Deputy Director of CEPII

The European System of Investment Banks, SEBI, could be decisive on long term growth in Europe.

Some five years after the severe recession of 2009, private sector investment in Europe is still dangerously sluggish. And public investment has been cut further, reinforcing a long term downward trend. At a mere 2% of GDP, it has halved over thirty years.
This is a curse for Europe. Evidence suggests that in the medium term, public investment does not hinder, but fosters, private investment. And available estimates of fiscal multipliers for public investment, for example based on the work of Larry Christiano, Marty Eichenbaum and Sergio Rebelo, are way above 1, significantly above those for other fiscal instruments. The public sphere would therefore be well advised to tilt spending towards investment in areas such as infrastructure and human capital, which represent an investment for future generations.
A new European initiative might be needed to get investment back on track and thus protect future growth. To this end, a Eurosystem of Investment Banks (ESIB) could be established by Treaty around a pan-European financial capacity that would coordinate the actions of national public investment banks (ESIB is an acronym chosen by analogy to the ESCB, the system created by national central banks and the ECB within EMU). The central node of the ESIB, the Fede Fund, would be created by restructuring the European Investment Bank into a truly federal entity. It would orchestrate the joint work of its national counterparts.
Sharing ressources
There are many such national development banks in Europe. Some are sizeable. All are well established and widely respected institutions, sometimes owning magnificent collections of art pieces, and located in prestigious historical buildings in their country’s capitals. Their senior staff might belong to the national elite. But their scope of activity is often associated with the economic and strategic interest of the nation they serve.
Which mandate?
It is time for those national goals to be complemented by European ones. The ESIB would enshrine cooperation between those institutions in European Law. It would also statutorily bring public development banks and private sector investors together. But conceiving a “system” that preserves the strengths of each national model, while delivering efficient outcomes at the continental level, is challenging.
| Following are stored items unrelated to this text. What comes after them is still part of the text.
//! The generic part of a dataset builder: shuffling, parallel preprocessing and batching.
//!
//! A concrete dataset only has to say how many examples each split holds, where the raw
//! examples of a split come from and how to turn a raw example into model inputs. The
//! [`DatasetBuilder::load`] method then assembles the pipeline
//! `read -> shuffle (train only) -> parallel preprocess -> batch`.
use std::collections::HashMap;

use candle::Tensor;
use rand::rngs::StdRng;
use rand::{Rng, SeedableRng};
use rayon::prelude::*;

use crate::batcher::Batcher;
use crate::catalog::{ExampleStream, RawExample};
use crate::{DatasetConfig, Result, Split};

pub const FEATURES_KEY: &str = "features";
pub const LABELS_KEY: &str = "labels";

/// A preprocessed example, ready to be batched.
#[derive(Debug, Clone)]
pub struct ProcessedExample {
    /// `f32` pixels.
    pub features: Tensor,
    pub labels: i32,
}

impl ProcessedExample {
    /// The example as a `features`/`labels` tensor map, the labels being an `i64` scalar.
    pub fn into_tensors(self) -> Result<HashMap<&'static str, Tensor>> {
        let labels = Tensor::new(self.labels as i64, self.features.device())?;
        Ok(HashMap::from([
            (FEATURES_KEY, self.features),
            (LABELS_KEY, labels),
        ]))
    }
}

/// Turns raw examples into model inputs. Implementations must be pure so that they can be
/// applied to many examples concurrently.
pub trait PreprocessFn: Send + Sync {
    fn process(&self, example: RawExample) -> Result<ProcessedExample>;
}

impl<F> PreprocessFn for F
where
    F: Fn(RawExample) -> Result<ProcessedExample> + Send + Sync,
{
    fn process(&self, example: RawExample) -> Result<ProcessedExample> {
        self(example)
    }
}

/// Number of examples in each split, fixed when the builder is created.
#[derive(Debug, Clone, PartialEq, Eq)]
pub struct SplitSizes {
    pub name: String,
    pub num_train_examples: usize,
    pub num_validation_examples: usize,
    pub num_test_examples: usize,
}

impl SplitSizes {
    pub fn num_examples(&self, split: Split) -> usize {
        match split {
            Split::Train => self.num_train_examples,
            Split::Validation => self.num_validation_examples,
            Split::Test => self.num_test_examples,
        }
    }
}

pub type ProcessedStream = Box<dyn Iterator<Item = Result<ProcessedExample>>>;

pub trait DatasetBuilder {
    type Preprocess: PreprocessFn + 'static;

    fn sizes(&self) -> &SplitSizes;

    fn config(&self) -> &DatasetConfig;

    /// The raw examples of a split, in catalog order.
    fn read_examples(&self, split: Split) -> Result<ExampleStream>;

    fn create_process_example_fn(&self, split: Split) -> Self::Preprocess;

    fn name(&self) -> &str {
        &self.sizes().name
    }

    fn num_examples(&self, split: Split) -> usize {
        self.sizes().num_examples(split)
    }

    fn batch_size(&self, split: Split) -> usize {
        if split.is_training() {
            self.config().batch_size
        } else {
            self.config().eval_batch_size
        }
    }

    /// Batched and preprocessed examples for a single pass over `split`. The training split is
    /// shuffled and its last incomplete batch is dropped, evaluation splits keep their last
    /// incomplete batch.
    ///
    /// When reading or preprocessing an example fails, the error is yielded in place of the
    /// batch holding that example and the other examples of that batch are dropped. Iteration
    /// can go on with the next batch.
    fn load(&self, split: Split) -> Result<Batcher<ProcessedStream>> {
        let config = self.config();
        let examples = self.read_examples(split)?;
        let examples: ExampleStream = if split.is_training() {
            let buffer_size = config
                .shuffle_buffer_size
                .unwrap_or(self.sizes().num_train_examples)
                .max(1);
            let rng = match config.seed {
                Some(seed) => StdRng::seed_from_u64(seed),
                None => StdRng::from_entropy(),
            };
            Box::new(ShuffleBuffer::new(examples, buffer_size, rng))
        } else {
            examples
        };
        let preprocess = self.create_process_example_fn(split);
        let processed: ProcessedStream = Box::new(ParallelMap::new(
            examples,
            preprocess,
            config.num_parallel_parser_calls,
        ));
        let batch_size = self.batch_size(split);
        tracing::debug!(
            dataset = self.name(),
            %split,
            batch_size,
            num_examples = self.num_examples(split),
            "loading split"
        );
        Ok(Batcher::new(processed)
            .batch_size(batch_size)
            .return_last_incomplete_batch(!split.is_training()))
    }
}

/// Shuffles a stream with a fixed size buffer: the buffer is filled first, then each
/// yielded element is picked at random in the buffer and replaced by the next input.
pub struct ShuffleBuffer<I, R> {
    inner: I,
    buffer: Vec<RawExample>,
    buffer_size: usize,
    rng: R,
}

impl<I, R> ShuffleBuffer<I, R> {
    pub fn new(inner: I, buffer_size: usize, rng: R) -> Self {
        Self {
            inner,
            buffer: Vec::with_capacity(buffer_size.min(1 << 16)),
            buffer_size,
            rng,
        }
    }
}

impl<I, R> Iterator for ShuffleBuffer<I, R>
where
    I: Iterator<Item = Result<RawExample>>,
    R: Rng,
{
    type Item = Result<RawExample>;

    fn next(&mut self) -> Option<Self::Item> {
        while self.buffer.len() < self.buffer_size {
            match self.inner.next() {
                Some(Ok(example)) => self.buffer.push(example),
                Some(Err(err)) => return Some(Err(err)),
                None => break,
            }
        }
        if self.buffer.is_empty() {
            return None;
        }
        let index = self.rng.gen_range(0..self.buffer.len());
        Some(Ok(self.buffer.swap_remove(index)))
    }
}

/// Applies a preprocess function on the rayon thread pool, at most `num_parallel_calls`
/// examples at a time. Results are yielded in input order.
pub struct ParallelMap<I, F> {
    inner: I,
    preprocess: F,
    num_parallel_calls: usize,
    ready: std::collections::VecDeque<Result<ProcessedExample>>,
}

impl<I, F> ParallelMap<I, F> {
    pub fn new(inner: I, preprocess: F, num_parallel_calls: usize) -> Self {
        Self {
            inner,
            preprocess,
            num_parallel_calls: num_parallel_calls.max(1),
            ready: std::collections::VecDeque::new(),
        }
    }
}

impl<I, F> Iterator for ParallelMap<I, F>
where
    I: Iterator<Item = Result<RawExample>>,
    F: PreprocessFn,
{
    type Item = Result<ProcessedExample>;

    fn next(&mut self) -> Option<Self::Item> {
        if self.ready.is_empty() {
            let chunk = self
                .inner
                .by_ref()
                .take(self.num_parallel_calls)
                .collect::<Vec<_>>();
            if chunk.is_empty() {
                return None;
            }
            let preprocess = &self.preprocess;
            let processed = chunk
                .into_par_iter()
                .map(|example| example.and_then(|example| preprocess.process(example)))
                .collect::<Vec<_>>();
            self.ready.extend(processed);
        }
        self.ready.pop_front()
    }
}
//! User profiles and the follow graph.

use axum::Json;
use axum::extract::{Path, State};
use gemm_domain::{FollowEdge, UserProfile};
use serde::{Deserialize, Serialize};

use crate::error::ApiError;
use crate::extract::JsonOrForm;
use crate::state::AppState;

pub async fn get_user(
    State(state): State<AppState>,
    Path(user_id): Path<String>,
) -> Result<Json<UserProfile>, ApiError> {
    let user = state
        .social
        .user(&user_id)
        .await?
        .ok_or(ApiError::NotFound("Not found!"))?;

    Ok(Json(user))
}

/// Row of the follower list: a user following the requested one
#[derive(Debug, Serialize)]
pub struct FollowerRow {
    user_id: String,
}

/// Row of the following list: a user the requested one follows
#[derive(Debug, Serialize)]
pub struct FollowingRow {
    follow_id: String,
}

pub async fn followers(
    State(state): State<AppState>,
    Path(user_id): Path<String>,
) -> Result<Json<Vec<FollowerRow>>, ApiError> {
    let rows = state.social.followers(&user_id).await?;
    Ok(Json(
        rows.into_iter()
            .map(|user_id| FollowerRow { user_id })
            .collect(),
    ))
}

pub async fn following(
    State(state): State<AppState>,
    Path(user_id): Path<String>,
) -> Result<Json<Vec<FollowingRow>>, ApiError> {
    let rows = state.social.following(&user_id).await?;
    Ok(Json(
        rows.into_iter()
            .map(|follow_id| FollowingRow { follow_id })
            .collect(),
    ))
}

#[derive(Debug, Deserialize)]
pub struct FollowRequest {
    #[serde(rename = "currentUser")]
    current_user: String,
    #[serde(rename = "followUser")]
    follow_user: String,
}

impl FollowRequest {
    fn edge(&self) -> FollowEdge {
        FollowEdge::new(&self.current_user, &self.follow_user)
    }
}

#[derive(Debug, Serialize)]
pub struct UpdateResponse {
    #[serde(rename = "affectedRows")]
    affected_rows: u64,
}

pub async fn follow(
    State(state): State<AppState>,
    JsonOrForm(request): JsonOrForm<FollowRequest>,
) -> Result<Json<UpdateResponse>, ApiError> {
    let affected_rows = state.social.follow(&request.edge()).await?;
    Ok(Json(UpdateResponse { affected_rows }))
}

pub async fn unfollow(
    State(state): State<AppState>,
    JsonOrForm(request): JsonOrForm<FollowRequest>,
) -> Result<Json<UpdateResponse>, ApiError> {
    let affected_rows = state.social.unfollow(&request.edge()).await?;
    Ok(Json(UpdateResponse { affected_rows }))
}
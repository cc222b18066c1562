//! gemm entry point

use anyhow::Result;
use clap::Parser;
use tracing_subscriber::{EnvFilter, fmt, prelude::*};

mod args;
mod commands;

use args::{Cli, Commands};

#[tokio::main]
async fn main() -> Result<()> {
    let cli = Cli::parse();

    let log_level = cli.log_level.as_deref().unwrap_or("info");
    init_logging(log_level)?;

    match cli.command {
        Commands::Serve(args) => commands::serve::execute(args, cli.config).await,
        Commands::Config(args) => commands::config::execute(args).await,
        Commands::Doctor(args) => commands::doctor::execute(args, cli.config).await,
    }
}

fn init_logging(level: &str) -> Result<()> {
    let filter = EnvFilter::try_from_default_env().or_else(|_| EnvFilter::try_new(level))?;

    tracing_subscriber::registry()
        .with(fmt::layer().with_target(true).with_writer(std::io::stderr))
        .with(filter)
        .init();

    Ok(())
}
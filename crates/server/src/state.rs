//! Shared application state

use std::sync::Arc;

use gemm_domain::usecases::{LoginUseCase, PostsUseCase, SocialGraphUseCase};
use gemm_domain::{Clock, CredentialStore, PostStore, TokenService, WeatherSource};

/// Adapters the server is built from, constructed once at startup
pub struct Dependencies {
    pub credentials: Arc<dyn CredentialStore>,
    pub posts: Arc<dyn PostStore>,
    pub tokens: Arc<dyn TokenService>,
    pub weather: Arc<dyn WeatherSource>,
    pub clock: Arc<dyn Clock>,
}

/// Shared application state available to all request handlers
#[derive(Clone)]
pub struct AppState {
    pub login: Arc<LoginUseCase>,
    pub posts: Arc<PostsUseCase>,
    pub social: Arc<SocialGraphUseCase>,
    pub tokens: Arc<dyn TokenService>,
    pub weather: Arc<dyn WeatherSource>,
    pub clock: Arc<dyn Clock>,
}

impl AppState {
    pub fn new(deps: Dependencies) -> Self {
        Self {
            login: Arc::new(LoginUseCase::new(
                deps.credentials.clone(),
                deps.tokens.clone(),
                deps.clock.clone(),
            )),
            posts: Arc::new(PostsUseCase::new(deps.posts, deps.clock.clone())),
            social: Arc::new(SocialGraphUseCase::new(deps.credentials)),
            tokens: deps.tokens,
            weather: deps.weather,
            clock: deps.clock,
        }
    }
}
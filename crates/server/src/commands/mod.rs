//! Subcommand implementations

pub mod config;
pub mod doctor;
pub mod serve;
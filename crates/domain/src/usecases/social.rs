//! User lookups and the follow graph

use std::sync::Arc;

use thiserror::Error;

use crate::{
    model::{FollowEdge, UserProfile},
    ports::{CredentialError, CredentialStore},
};

/// Errors from follow/unfollow
#[derive(Debug, Error)]
pub enum FollowError {
    /// The statement ran but touched no rows
    #[error("no follow edge was changed")]
    Unchanged,
    #[error(transparent)]
    Store(#[from] CredentialError),
}

/// Use case over users and follow edges
pub struct SocialGraphUseCase {
    credentials: Arc<dyn CredentialStore>,
}

impl SocialGraphUseCase {
    pub fn new(credentials: Arc<dyn CredentialStore>) -> Self {
        Self { credentials }
    }

    pub async fn user(&self, user_id: &str) -> Result<Option<UserProfile>, CredentialError> {
        self.credentials.get_user(user_id).await
    }

    pub async fn followers(&self, user_id: &str) -> Result<Vec<String>, CredentialError> {
        self.credentials.followers(user_id).await
    }

    pub async fn following(&self, user_id: &str) -> Result<Vec<String>, CredentialError> {
        self.credentials.following(user_id).await
    }

    /// Record that `edge.follower_id` follows `edge.followee_id`
    pub async fn follow(&self, edge: &FollowEdge) -> Result<u64, FollowError> {
        let affected = self
            .credentials
            .add_follow(&edge.follower_id, &edge.followee_id)
            .await?;
        Self::changed(edge, affected, "follow")
    }

    /// Remove the edge; a missing edge is reported as `Unchanged`
    pub async fn unfollow(&self, edge: &FollowEdge) -> Result<u64, FollowError> {
        let affected = self
            .credentials
            .remove_follow(&edge.follower_id, &edge.followee_id)
            .await?;
        Self::changed(edge, affected, "unfollow")
    }

    fn changed(edge: &FollowEdge, affected: u64, action: &str) -> Result<u64, FollowError> {
        tracing::info!(
            follower = %edge.follower_id,
            followee = %edge.followee_id,
            affected,
            action,
            "Follow graph update"
        );

        if affected == 0 {
            return Err(FollowError::Unchanged);
        }
        Ok(affected)
    }
}
//! Application use cases / business logic

pub mod login;
pub mod posts;
pub mod social;
pub mod startup;

pub use login::{LoginError, LoginUseCase};
pub use posts::{PostDraft, PostsUseCase};
pub use social::{FollowError, SocialGraphUseCase};
pub use startup::{StartupError, wait_until_ready};
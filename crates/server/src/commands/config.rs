//! Config command - configuration management

use anyhow::{Context, Result};
use gemm_server::AppConfig;
use std::fs;

use crate::args::{ConfigArgs, ConfigCommands};

pub async fn execute(args: ConfigArgs) -> Result<()> {
    match args.command {
        ConfigCommands::Init { path, force } => init_config(path, force).await,
    }
}

async fn init_config(path: std::path::PathBuf, force: bool) -> Result<()> {
    if path.exists() && !force {
        anyhow::bail!(
            "Config file already exists: {}. Use --force to overwrite.",
            path.display()
        );
    }

    let content = AppConfig::example_toml();

    if let Some(parent) = path.parent() {
        if !parent.as_os_str().is_empty() && !parent.exists() {
            fs::create_dir_all(parent)
                .with_context(|| format!("Failed to create directory: {}", parent.display()))?;
        }
    }

    fs::write(&path, content)
        .with_context(|| format!("Failed to write config file: {}", path.display()))?;

    println!("Created config file: {}", path.display());
    println!();
    println!("Next steps:");
    println!("  1. Point [mysql] and [mongo] at your datastores");
    println!("  2. Export DB_PASSWORD, MONGODB_USER, MONGODB_PASSWORD, TOKEN_SECRET and API_KEY");
    println!("  3. Run 'gemm doctor' to validate your setup");
    println!("  4. Run 'gemm serve' to start the API");

    Ok(())
}
//! Startup gate: both datastores must answer before the service is ready

use thiserror::Error;

use crate::ports::{CredentialStore, PostStore};

/// Startup failure naming the dependency that could not be reached
#[derive(Debug, Error)]
pub enum StartupError {
    #[error("Failed to connect to databases: {dependency} unavailable: {message}")]
    Unavailable {
        dependency: &'static str,
        message: String,
    },
}

/// Ping the credential store and the post store concurrently.
///
/// Returns on the first failure; there is a single attempt per dependency.
pub async fn wait_until_ready(
    credentials: &dyn CredentialStore,
    posts: &dyn PostStore,
) -> Result<(), StartupError> {
    let relational = async {
        credentials
            .ping()
            .await
            .map_err(|e| StartupError::Unavailable {
                dependency: "relational store",
                message: e.to_string(),
            })
    };

    let documents = async {
        posts.ping().await.map_err(|e| StartupError::Unavailable {
            dependency: "document store",
            message: e.to_string(),
        })
    };

    tokio::try_join!(relational, documents)?;

    tracing::info!("Datastores ready");
    Ok(())
}

#[cfg(test)]
mod tests {
    use super::*;
    use crate::model::{NewPost, Post, UserProfile};
    use crate::ports::{CredentialError, PostStoreError};
    use async_trait::async_trait;
    use std::time::Duration;

    struct Relational {
        up: bool,
    }

    #[async_trait]
    impl CredentialStore for Relational {
        async fn authenticate(
            &self,
            _user_id: &str,
            _password: &str,
        ) -> Result<Option<UserProfile>, CredentialError> {
            Ok(None)
        }

        async fn get_user(&self, _user_id: &str) -> Result<Option<UserProfile>, CredentialError> {
            Ok(None)
        }

        async fn followers(&self, _user_id: &str) -> Result<Vec<String>, CredentialError> {
            Ok(vec![])
        }

        async fn following(&self, _user_id: &str) -> Result<Vec<String>, CredentialError> {
            Ok(vec![])
        }

        async fn add_follow(&self, _a: &str, _b: &str) -> Result<u64, CredentialError> {
            Ok(0)
        }

        async fn remove_follow(&self, _a: &str, _b: &str) -> Result<u64, CredentialError> {
            Ok(0)
        }

        async fn ping(&self) -> Result<(), CredentialError> {
            if self.up {
                Ok(())
            } else {
                Err(CredentialError::Unavailable("connection refused".to_string()))
            }
        }
    }

    struct Documents {
        up: bool,
        delay: Duration,
    }

    #[async_trait]
    impl PostStore for Documents {
        async fn insert(&self, _post: NewPost) -> Result<Post, PostStoreError> {
            Err(PostStoreError::Database("unused".to_string()))
        }

        async fn find_by_id(&self, _id: &str) -> Result<Option<Post>, PostStoreError> {
            Ok(None)
        }

        async fn find_by_author(&self, _user_id: &str) -> Result<Vec<Post>, PostStoreError> {
            Ok(vec![])
        }

        async fn find_by_tags(&self, _tags: &[String]) -> Result<Vec<Post>, PostStoreError> {
            Ok(vec![])
        }

        async fn ping(&self) -> Result<(), PostStoreError> {
            tokio::time::sleep(self.delay).await;
            if self.up {
                Ok(())
            } else {
                Err(PostStoreError::Unavailable("server selection timeout".to_string()))
            }
        }
    }

    #[tokio::test]
    async fn test_ready_when_both_up() {
        let result = wait_until_ready(
            &Relational { up: true },
            &Documents {
                up: true,
                delay: Duration::ZERO,
            },
        )
        .await;
        assert!(result.is_ok());
    }

    #[tokio::test]
    async fn test_relational_failure_names_dependency() {
        let err = wait_until_ready(
            &Relational { up: false },
            &Documents {
                up: true,
                delay: Duration::ZERO,
            },
        )
        .await
        .unwrap_err();

        let StartupError::Unavailable { dependency, .. } = err;
        assert_eq!(dependency, "relational store");
    }

    #[tokio::test]
    async fn test_document_failure_names_dependency() {
        let err = wait_until_ready(
            &Relational { up: true },
            &Documents {
                up: false,
                delay: Duration::ZERO,
            },
        )
        .await
        .unwrap_err();

        assert!(err.to_string().contains("document store"));
    }

    #[tokio::test(start_paused = true)]
    async fn test_fails_fast_without_waiting_for_slow_dependency() {
        let started = tokio::time::Instant::now();
        let result = wait_until_ready(
            &Relational { up: false },
            &Documents {
                up: true,
                delay: Duration::from_secs(30),
            },
        )
        .await;

        assert!(result.is_err());
        assert!(started.elapsed() < Duration::from_secs(30));
    }
}
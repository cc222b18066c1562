//! gemm HTTP server
//!
//! Library half of the `gemm` binary: configuration, shared state, the bearer
//! token gate and the axum router. Handlers are thin; the work happens in the
//! `gemm-domain` use cases backed by `gemm-adapters`.

mod auth;
pub mod config;
mod error;
pub mod extract;
mod routes;
mod state;

pub use self::auth::require_token;
pub use self::config::AppConfig;
pub use self::error::ApiError;
pub use self::routes::router;
pub use self::state::{AppState, Dependencies};
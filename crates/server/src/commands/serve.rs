//! Serve command - check datastores, then run the HTTP API until shutdown

use std::path::PathBuf;
use std::sync::Arc;
use std::time::Duration;

use anyhow::{Context, Result};
use axum::http::Request;
use gemm_adapters::credentials::MySqlCredentialStore;
use gemm_adapters::posts::MongoPostStore;
use gemm_adapters::tokens::JwtTokenService;
use gemm_adapters::weather::WeatherApiClient;
use gemm_domain::SystemClock;
use gemm_domain::usecases::wait_until_ready;
use gemm_server::{AppConfig, AppState, Dependencies, router};
use secrecy::SecretString;
use tower_http::trace::TraceLayer;
use tracing::Level;

use crate::args::ServeArgs;

pub async fn execute(args: ServeArgs, config_path: Option<PathBuf>) -> Result<()> {
    let mut config = AppConfig::load(config_path.as_deref())?;
    if let Some(port) = args.port {
        config.server.port = port;
    }

    let token_secret = config.token_secret()?;
    let weather_key = config.weather_api_key().unwrap_or_else(|| {
        tracing::warn!(
            env = %config.weather.api_key_env,
            "Weather API key not set; weather lookups will be rejected upstream"
        );
        SecretString::new(String::new().into())
    });

    let credentials = Arc::new(MySqlCredentialStore::connect_lazy(&config.mysql_settings()));
    let posts = Arc::new(
        MongoPostStore::connect(&config.mongo_settings())
            .await
            .context("Failed to configure document store client")?,
    );

    if let Err(e) = wait_until_ready(&*credentials, &*posts).await {
        tracing::error!(error = %e, "Startup checks failed");
        credentials.close().await;
        posts.close().await;
        return Err(e.into());
    }

    let weather = WeatherApiClient::with_base_url(
        weather_key,
        config.weather.base_url.clone(),
        Duration::from_secs(config.weather.timeout_secs),
    )?;

    let state = AppState::new(Dependencies {
        credentials: credentials.clone(),
        posts: posts.clone(),
        tokens: Arc::new(JwtTokenService::with_settings(
            &token_secret,
            &config.auth.issuer,
            config.auth.token_ttl_secs,
        )),
        weather: Arc::new(weather),
        clock: Arc::new(SystemClock),
    });

    let app = router(state).layer(TraceLayer::new_for_http().make_span_with(
        |request: &Request<_>| {
            tracing::span!(
                Level::INFO,
                "http_request",
                method = %request.method(),
                path = %request.uri().path()
            )
        },
    ));

    let bind_addr = config.bind_addr();
    let listener = tokio::net::TcpListener::bind(&bind_addr)
        .await
        .with_context(|| format!("Failed to bind {}", bind_addr))?;
    tracing::info!(addr = %bind_addr, "App has started");

    let served = axum::serve(listener, app)
        .with_graceful_shutdown(shutdown_signal())
        .await;

    tracing::info!("Shutting down, closing datastore connections");
    credentials.close().await;
    posts.close().await;

    served.context("HTTP server error")
}

async fn shutdown_signal() {
    let ctrl_c = async {
        if let Err(e) = tokio::signal::ctrl_c().await {
            tracing::error!(error = %e, "Failed to listen for Ctrl-C");
            std::future::pending::<()>().await;
        }
    };

    #[cfg(unix)]
    let terminate = async {
        match tokio::signal::unix::signal(tokio::signal::unix::SignalKind::terminate()) {
            Ok(mut signal) => {
                signal.recv().await;
            }
            Err(e) => {
                tracing::error!(error = %e, "Failed to listen for SIGTERM");
                std::future::pending::<()>().await;
            }
        }
    };

    #[cfg(not(unix))]
    let terminate = std::future::pending::<()>();

    tokio::select! {
        _ = ctrl_c => {},
        _ = terminate => {},
    }
}
//! gemm adapters crate
//!
//! This crate contains infrastructure adapters implementing the domain ports:
//! - `credentials`: MySQL and in-memory stores for users and follow edges
//! - `posts`: MongoDB and in-memory post stores
//! - `tokens`: JWT session tokens
//! - `weather`: weatherapi.com client

mod credentials_memory;
mod credentials_mysql;
mod posts_memory;
mod posts_mongo;
mod token_jwt;
mod weather_api;

/// Re-exports for credential store adapters
pub mod credentials {
    pub use crate::credentials_memory::InMemoryCredentialStore;
    pub use crate::credentials_mysql::{MySqlCredentialStore, MySqlSettings};
}

/// Re-exports for post store adapters
pub mod posts {
    pub use crate::posts_memory::InMemoryPostStore;
    pub use crate::posts_mongo::{MongoPostStore, MongoSettings};
}

/// Re-exports for token adapters
pub mod tokens {
    pub use crate::token_jwt::JwtTokenService;
}

/// Re-exports for weather adapters
pub mod weather {
    pub use crate::weather_api::WeatherApiClient;
}
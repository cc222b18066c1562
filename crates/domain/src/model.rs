//! Domain models and value objects

use serde::{Deserialize, Serialize};
use time::OffsetDateTime;

/// Public profile of a registered user
///
/// The password hash lives only in the credential store and never leaves it.
#[derive(Debug, Clone, PartialEq, Eq, Serialize, Deserialize)]
pub struct UserProfile {
    /// User identifier (also the login name)
    pub user_id: String,
    /// Display name
    pub profile_name: String,
    /// Country used for weather lookups
    pub country: String,
}

/// Directed follow relationship: `follower_id` follows `followee_id`
#[derive(Debug, Clone, PartialEq, Eq, Hash, Serialize, Deserialize)]
pub struct FollowEdge {
    pub follower_id: String,
    pub followee_id: String,
}

impl FollowEdge {
    pub fn new(follower_id: impl Into<String>, followee_id: impl Into<String>) -> Self {
        Self {
            follower_id: follower_id.into(),
            followee_id: followee_id.into(),
        }
    }
}

/// A post waiting to be inserted into the post store
#[derive(Debug, Clone, PartialEq, Serialize, Deserialize)]
pub struct NewPost {
    /// Author (token subject of the creator)
    pub user_id: String,
    pub title: Option<String>,
    pub body: String,
    /// Normalized tags (lower-case, no leading "#")
    pub tags: Vec<String>,
    #[serde(with = "time::serde::rfc3339")]
    pub datetime: OffsetDateTime,
}

/// A stored post
#[derive(Debug, Clone, PartialEq, Serialize, Deserialize)]
pub struct Post {
    /// Store-generated identifier
    pub id: String,
    pub user_id: String,
    pub title: Option<String>,
    pub body: String,
    /// Normalized tags (lower-case, no leading "#")
    pub tags: Vec<String>,
    #[serde(with = "time::serde::rfc3339")]
    pub datetime: OffsetDateTime,
}

impl Post {
    /// Attach a store-generated id to a new post
    pub fn from_new(id: impl Into<String>, post: NewPost) -> Self {
        Self {
            id: id.into(),
            user_id: post.user_id,
            title: post.title,
            body: post.body,
            tags: post.tags,
            datetime: post.datetime,
        }
    }

    /// Whether any of the given terms is among this post's tags
    pub fn has_any_tag(&self, terms: &[String]) -> bool {
        self.tags.iter().any(|t| terms.contains(t))
    }
}

/// Identity produced by a successful authentication
#[derive(Debug, Clone, PartialEq, Eq, Serialize, Deserialize)]
pub struct Identity {
    /// User id the credentials belong to
    pub username: String,
    pub profile_name: String,
    pub country: String,
    #[serde(with = "time::serde::rfc3339")]
    pub login_time: OffsetDateTime,
}

impl Identity {
    pub fn from_profile(profile: UserProfile, login_time: OffsetDateTime) -> Self {
        Self {
            username: profile.user_id,
            profile_name: profile.profile_name,
            country: profile.country,
            login_time,
        }
    }
}

/// Payload embedded in every session token
#[derive(Debug, Clone, PartialEq, Eq, Serialize, Deserialize)]
pub struct LoginData {
    /// RFC 3339 timestamp of the login that produced the token
    #[serde(rename = "loginTime")]
    pub login_time: String,
}

/// Claims carried by a session token
#[derive(Debug, Clone, PartialEq, Eq, Serialize, Deserialize)]
pub struct SessionClaims {
    /// Issuer (service name)
    pub iss: String,
    /// Subject (user id)
    pub sub: String,
    /// Issued at, unix seconds
    pub iat: i64,
    /// Expiry, unix seconds
    pub exp: i64,
    pub data: LoginData,
}

impl SessionClaims {
    /// Whether `now` falls inside the `[iat, exp)` window
    pub fn is_active_at(&self, now: OffsetDateTime) -> bool {
        let now = now.unix_timestamp();
        self.iat <= now && now < self.exp
    }
}

/// Result of a successful login
#[derive(Debug, Clone)]
pub struct LoginOutcome {
    /// Signed bearer token
    pub token: String,
    pub identity: Identity,
}
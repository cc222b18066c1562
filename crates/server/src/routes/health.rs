//! Health check endpoint.

use axum::Json;
use serde::Serialize;

/// Health check response.
#[derive(Debug, Clone, Serialize)]
pub struct HealthResponse {
    status: &'static str,
    version: &'static str,
}

/// Public liveness probe; does not touch either datastore.
pub async fn health_check() -> Json<HealthResponse> {
    Json(HealthResponse {
        status: "ok",
        version: env!("CARGO_PKG_VERSION"),
    })
}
The first of all challenges is politics. The mandate, ownership and governance of the Fede Fund would be key in ring-fencing the investment process from national political agendas not linked to the promotion of long-term growth. The mandate of the ESIB could be simply to pro- mote long-term growth, well- being and employment in Europe, reflecting a political consensus emanating democratically from the people of the Euro area member states. But ownership and governance are more tricky. A structure with both public and (possibly majority) private Fede shareholders might be needed. Shareholders would collectively elect the ESIB Board of Directors. The Fede Fund would also issue debt to finance investment at an economically relevant scale.
Europe can be ambitious. It can aim for an increase of public investment by 2% of GDP. With a 50/50 public/private shareholder structure in the Fede Fund, and respecting the EIB’s 2.5 leverage rule, its financing capacity would reach 10% of Euro area GDP, so around €1tn. Food for thought.